◆ **Problem statement**: For every entry that follows, return an identical copy.

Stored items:
■ ■ ■ ■ ■ ■ ■

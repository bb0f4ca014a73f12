//! Management and performance fees.
//!
//! The management fee is tiered on a marginal basis: each slice of assets
//! under management pays the rate of the tier it falls in. It is quoted
//! annually and charged every period pro rata.
//!
//! The performance fee is charged at year end on gains above the
//! high-water mark, grown by the hurdle rate when one is set.

use serde::{Deserialize, Serialize};

/// One tier of the management fee schedule.
#[derive(Clone, Copy, Debug, PartialEq, Serialize, Deserialize)]
pub struct FeeTier {
    /// AUM from which this tier's rate applies
    pub threshold: f64,
    /// Annual rate applied to AUM above `threshold`
    pub rate: f64,
}

/// Fee schedule of a mandate.
///
/// # Examples
///
/// ```
/// use wealth_simulation::fees::FeeSchedule;
///
/// let fees = FeeSchedule::default();
/// // 1% on the first 5M, 0.75% on the next 20M
/// let annual = fees.annual_management_fee(10_000_000.0);
/// assert!((annual - (50_000.0 + 37_500.0)).abs() < 1e-6);
/// ```
#[derive(Clone, Debug, PartialEq, Serialize, Deserialize)]
#[serde(default)]
pub struct FeeSchedule {
    /// Management fee tiers in ascending threshold order, the first at zero
    pub management_tiers: Vec<FeeTier>,
    /// Share of gains above the hurdle-adjusted high-water mark
    pub performance_rate: f64,
    /// Annual hurdle the high-water mark grows by before a performance fee is due
    pub hurdle_rate: f64,
}

impl Default for FeeSchedule {
    fn default() -> Self {
        Self {
            management_tiers: vec![
                FeeTier {
                    threshold: 0.0,
                    rate: 0.01,
                },
                FeeTier {
                    threshold: 5_000_000.0,
                    rate: 0.0075,
                },
                FeeTier {
                    threshold: 25_000_000.0,
                    rate: 0.005,
                },
            ],
            performance_rate: 0.0,
            hurdle_rate: 0.0,
        }
    }
}

impl FeeSchedule {
    /// No fees at all.
    pub fn none() -> Self {
        Self {
            management_tiers: Vec::new(),
            performance_rate: 0.0,
            hurdle_rate: 0.0,
        }
    }

    /// Adds a hedge-fund style performance fee.
    pub fn with_performance_fee(mut self, rate: f64, hurdle: f64) -> Self {
        self.performance_rate = rate;
        self.hurdle_rate = hurdle;
        self
    }

    /// Annual management fee on `aum` under the marginal tier schedule.
    pub fn annual_management_fee(&self, aum: f64) -> f64 {
        if aum <= 0.0 {
            return 0.0;
        }
        let mut fee = 0.0;
        for (i, tier) in self.management_tiers.iter().enumerate() {
            if aum <= tier.threshold {
                break;
            }
            let ceiling = self
                .management_tiers
                .get(i + 1)
                .map_or(f64::INFINITY, |next| next.threshold);
            fee += (aum.min(ceiling) - tier.threshold) * tier.rate;
        }
        fee
    }

    /// Management fee for one period.
    #[inline]
    pub fn period_management_fee(&self, aum: f64, periods_per_year: usize) -> f64 {
        self.annual_management_fee(aum) / periods_per_year.max(1) as f64
    }

    /// Performance fee due at year end and the high-water mark afterwards.
    ///
    /// Gains are measured above the hurdle mark `hwm·(1 + hurdle)`; the
    /// hurdle is validated non-negative, so that mark never sits below the
    /// high-water mark. The new high-water mark is the post-fee value when
    /// that is higher.
    pub fn performance_fee(&self, value: f64, high_water_mark: f64) -> (f64, f64) {
        if self.performance_rate <= 0.0 {
            return (0.0, high_water_mark.max(value));
        }
        let hurdle_mark = high_water_mark * (1.0 + self.hurdle_rate);
        let fee = self.performance_rate * (value - hurdle_mark).max(0.0);
        (fee, high_water_mark.max(value - fee))
    }

    /// Validates tiers and rates.
    pub fn validate(&self) -> Result<(), String> {
        let mut previous = f64::NEG_INFINITY;
        for tier in &self.management_tiers {
            if !(tier.threshold >= 0.0) || tier.threshold <= previous {
                return Err("management tiers must have strictly ascending, non-negative thresholds".into());
            }
            if !(0.0..1.0).contains(&tier.rate) {
                return Err(format!("management rate {} must lie in [0, 1)", tier.rate));
            }
            previous = tier.threshold;
        }
        if !(0.0..1.0).contains(&self.performance_rate) {
            return Err("performance_rate must lie in [0, 1)".into());
        }
        if !(self.hurdle_rate >= 0.0) {
            return Err("hurdle_rate must be non-negative".into());
        }
        Ok(())
    }
}

#[cfg(test)]
mod tests {
    use super::*;
    use approx::assert_relative_eq;

    #[test]
    fn test_tiers_are_marginal() {
        let fees = FeeSchedule::default();
        assert_relative_eq!(fees.annual_management_fee(1_000_000.0), 10_000.0);
        assert_relative_eq!(fees.annual_management_fee(5_000_000.0), 50_000.0);
        assert_relative_eq!(
            fees.annual_management_fee(30_000_000.0),
            50_000.0 + 150_000.0 + 25_000.0
        );
        assert_eq!(fees.annual_management_fee(0.0), 0.0);
    }

    #[test]
    fn test_period_fee() {
        let fees = FeeSchedule::default();
        assert_relative_eq!(fees.period_management_fee(1_200_000.0, 12), 1_000.0);
    }

    #[test]
    fn test_performance_fee_above_high_water_mark() {
        let fees = FeeSchedule::none().with_performance_fee(0.2, 0.0);
        let (fee, hwm) = fees.performance_fee(1_100_000.0, 1_000_000.0);
        assert_relative_eq!(fee, 20_000.0);
        assert_relative_eq!(hwm, 1_080_000.0);

        // below the mark: no fee, mark unchanged
        let (fee, hwm) = fees.performance_fee(900_000.0, 1_000_000.0);
        assert_eq!(fee, 0.0);
        assert_eq!(hwm, 1_000_000.0);
    }

    #[test]
    fn test_performance_fee_with_hurdle() {
        let fees = FeeSchedule::none().with_performance_fee(0.2, 0.05);
        let (fee, _) = fees.performance_fee(1_040_000.0, 1_000_000.0);
        assert_eq!(fee, 0.0);
        let (fee, _) = fees.performance_fee(1_100_000.0, 1_000_000.0);
        assert_relative_eq!(fee, 0.2 * 50_000.0, epsilon = 1e-6);
    }

    #[test]
    fn test_validation() {
        assert!(FeeSchedule::default().validate().is_ok());
        let mut bad = FeeSchedule::default();
        bad.management_tiers.swap(0, 1);
        assert!(bad.validate().is_err());

        let negative_hurdle = FeeSchedule::none().with_performance_fee(0.2, -0.05);
        assert!(negative_hurdle.validate().is_err());
    }

    #[test]
    fn test_hurdle_mark_grows_from_high_water_mark() {
        let fees = FeeSchedule::none().with_performance_fee(0.1, 0.08);
        let (fee, hwm) = fees.performance_fee(1_200_000.0, 1_000_000.0);
        assert_relative_eq!(fee, 0.1 * 120_000.0, epsilon = 1e-6);
        assert_relative_eq!(hwm, 1_188_000.0, epsilon = 1e-6);
    }
}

■ ■ ■ ■ ■ ■ ■

◆ **Worked solution**:
repository bb0f4ca014a73f12
//! Management and performance fees.
//!
//! The management fee is tiered on a marginal basis: each slice of assets
//! under management pays the rate of the tier it falls in. It is quoted
//! annually and charged every period pro rata.
//!
//! The performance fee is charged at year end on gains above the
//! high-water mark, grown by the hurdle rate when one is set.

use serde::{Deserialize, Serialize};

/// One tier of the management fee schedule.
#[derive(Clone, Copy, Debug, PartialEq, Serialize, Deserialize)]
pub struct FeeTier {
    /// AUM from which this tier's rate applies
    pub threshold: f64,
    /// Annual rate applied to AUM above `threshold`
    pub rate: f64,
}

/// Fee schedule of a mandate.
///
/// # Examples
///
/// ```
/// use wealth_simulation::fees::FeeSchedule;
///
/// let fees = FeeSchedule::default();
/// // 1% on the first 5M, 0.75% on the next 20M
/// let annual = fees.annual_management_fee(10_000_000.0);
/// assert!((annual - (50_000.0 + 37_500.0)).abs() < 1e-6);
/// ```
#[derive(Clone, Debug, PartialEq, Serialize, Deserialize)]
#[serde(default)]
pub struct FeeSchedule {
    /// Management fee tiers in ascending threshold order, the first at zero
    pub management_tiers: Vec<FeeTier>,
    /// Share of gains above the hurdle-adjusted high-water mark
    pub performance_rate: f64,
    /// Annual hurdle the high-water mark grows by before a performance fee is due
    pub hurdle_rate: f64,
}

impl Default for FeeSchedule {
    fn default() -> Self {
        Self {
            management_tiers: vec![
                FeeTier {
                    threshold: 0.0,
                    rate: 0.01,
                },
                FeeTier {
                    threshold: 5_000_000.0,
                    rate: 0.0075,
                },
                FeeTier {
                    threshold: 25_000_000.0,
                    rate: 0.005,
                },
            ],
            performance_rate: 0.0,
            hurdle_rate: 0.0,
        }
    }
}

impl FeeSchedule {
    /// No fees at all.
    pub fn none() -> Self {
        Self {
            management_tiers: Vec::new(),
            performance_rate: 0.0,
            hurdle_rate: 0.0,
        }
    }

    /// Adds a hedge-fund style performance fee.
    pub fn with_performance_fee(mut self, rate: f64, hurdle: f64) -> Self {
        self.performance_rate = rate;
        self.hurdle_rate = hurdle;
        self
    }

    /// Annual management fee on `aum` under the marginal tier schedule.
    pub fn annual_management_fee(&self, aum: f64) -> f64 {
        if aum <= 0.0 {
            return 0.0;
        }
        let mut fee = 0.0;
        for (i, tier) in self.management_tiers.iter().enumerate() {
            if aum <= tier.threshold {
                break;
            }
            let ceiling = self
                .management_tiers
                .get(i + 1)
                .map_or(f64::INFINITY, |next| next.threshold);
            fee += (aum.min(ceiling) - tier.threshold) * tier.rate;
        }
        fee
    }

    /// Management fee for one period.
    #[inline]
    pub fn period_management_fee(&self, aum: f64, periods_per_year: usize) -> f64 {
        self.annual_management_fee(aum) / periods_per_year.max(1) as f64
    }

    /// Performance fee due at year end and the high-water mark afterwards.
    ///
    /// Gains are measured above the hurdle mark `hwm·(1 + hurdle)`; the
    /// hurdle is validated non-negative, so that mark never sits below the
    /// high-water mark. The new high-water mark is the post-fee value when
    /// that is higher.
    pub fn performance_fee(&self, value: f64, high_water_mark: f64) -> (f64, f64) {
        if self.performance_rate <= 0.0 {
            return (0.0, high_water_mark.max(value));
        }
        let hurdle_mark = high_water_mark * (1.0 + self.hurdle_rate);
        let fee = self.performance_rate * (value - hurdle_mark).max(0.0);
        (fee, high_water_mark.max(value - fee))
    }

    /// Validates tiers and rates.
    pub fn validate(&self) -> Result<(), String> {
        let mut previous = f64::NEG_INFINITY;
        for tier in &self.management_tiers {
            if !(tier.threshold >= 0.0) || tier.threshold <= previous {
                return Err("management tiers must have strictly ascending, non-negative thresholds".into());
            }
            if !(0.0..1.0).contains(&tier.rate) {
                return Err(format!("management rate {} must lie in [0, 1)", tier.rate));
            }
            previous = tier.threshold;
        }
        if !(0.0..1.0).contains(&self.performance_rate) {
            return Err("performance_rate must lie in [0, 1)".into());
        }
        if !(self.hurdle_rate >= 0.0) {
            return Err("hurdle_rate must be non-negative".into());
        }
        Ok(())
    }
}

#[cfg(test)]
mod tests {
    use super::*;
    use approx::assert_relative_eq;

    #[test]
    fn test_tiers_are_marginal() {
        let fees = FeeSchedule::default();
        assert_relative_eq!(fees.annual_management_fee(1_000_000.0), 10_000.0);
        assert_relative_eq!(fees.annual_management_fee(5_000_000.0), 50_000.0);
        assert_relative_eq!(
            fees.annual_management_fee(30_000_000.0),
            50_000.0 + 150_000.0 + 25_000.0
        );
        assert_eq!(fees.annual_management_fee(0.0), 0.0);
    }

    #[test]
    fn test_period_fee() {
        let fees = FeeSchedule::default();
        assert_relative_eq!(fees.period_management_fee(1_200_000.0, 12), 1_000.0);
    }

    #[test]
    fn test_performance_fee_above_high_water_mark() {
        let fees = FeeSchedule::none().with_performance_fee(0.2, 0.0);
        let (fee, hwm) = fees.performance_fee(1_100_000.0, 1_000_000.0);
        assert_relative_eq!(fee, 20_000.0);
        assert_relative_eq!(hwm, 1_080_000.0);

        // below the mark: no fee, mark unchanged
        let (fee, hwm) = fees.performance_fee(900_000.0, 1_000_000.0);
        assert_eq!(fee, 0.0);
        assert_eq!(hwm, 1_000_000.0);
    }

    #[test]
    fn test_performance_fee_with_hurdle() {
        let fees = FeeSchedule::none().with_performance_fee(0.2, 0.05);
        let (fee, _) = fees.performance_fee(1_040_000.0, 1_000_000.0);
        assert_eq!(fee, 0.0);
        let (fee, _) = fees.performance_fee(1_100_000.0, 1_000_000.0);
        assert_relative_eq!(fee, 0.2 * 50_000.0, epsilon = 1e-6);
    }

    #[test]
    fn test_validation() {
        assert!(FeeSchedule::default().validate().is_ok());
        let mut bad = FeeSchedule::default();
        bad.management_tiers.swap(0, 1);
        assert!(bad.validate().is_err());

        let negative_hurdle = FeeSchedule::none().with_performance_fee(0.2, -0.05);
        assert!(negative_hurdle.validate().is_err());
    }

    #[test]
    fn test_hurdle_mark_grows_from_high_water_mark() {
        let fees = FeeSchedule::none().with_performance_fee(0.1, 0.08);
        let (fee, hwm) = fees.performance_fee(1_200_000.0, 1_000_000.0);
        assert_relative_eq!(fee, 0.1 * 120_000.0, epsilon = 1e-6);
        assert_relative_eq!(hwm, 1_188_000.0, epsilon = 1e-6);
    }
}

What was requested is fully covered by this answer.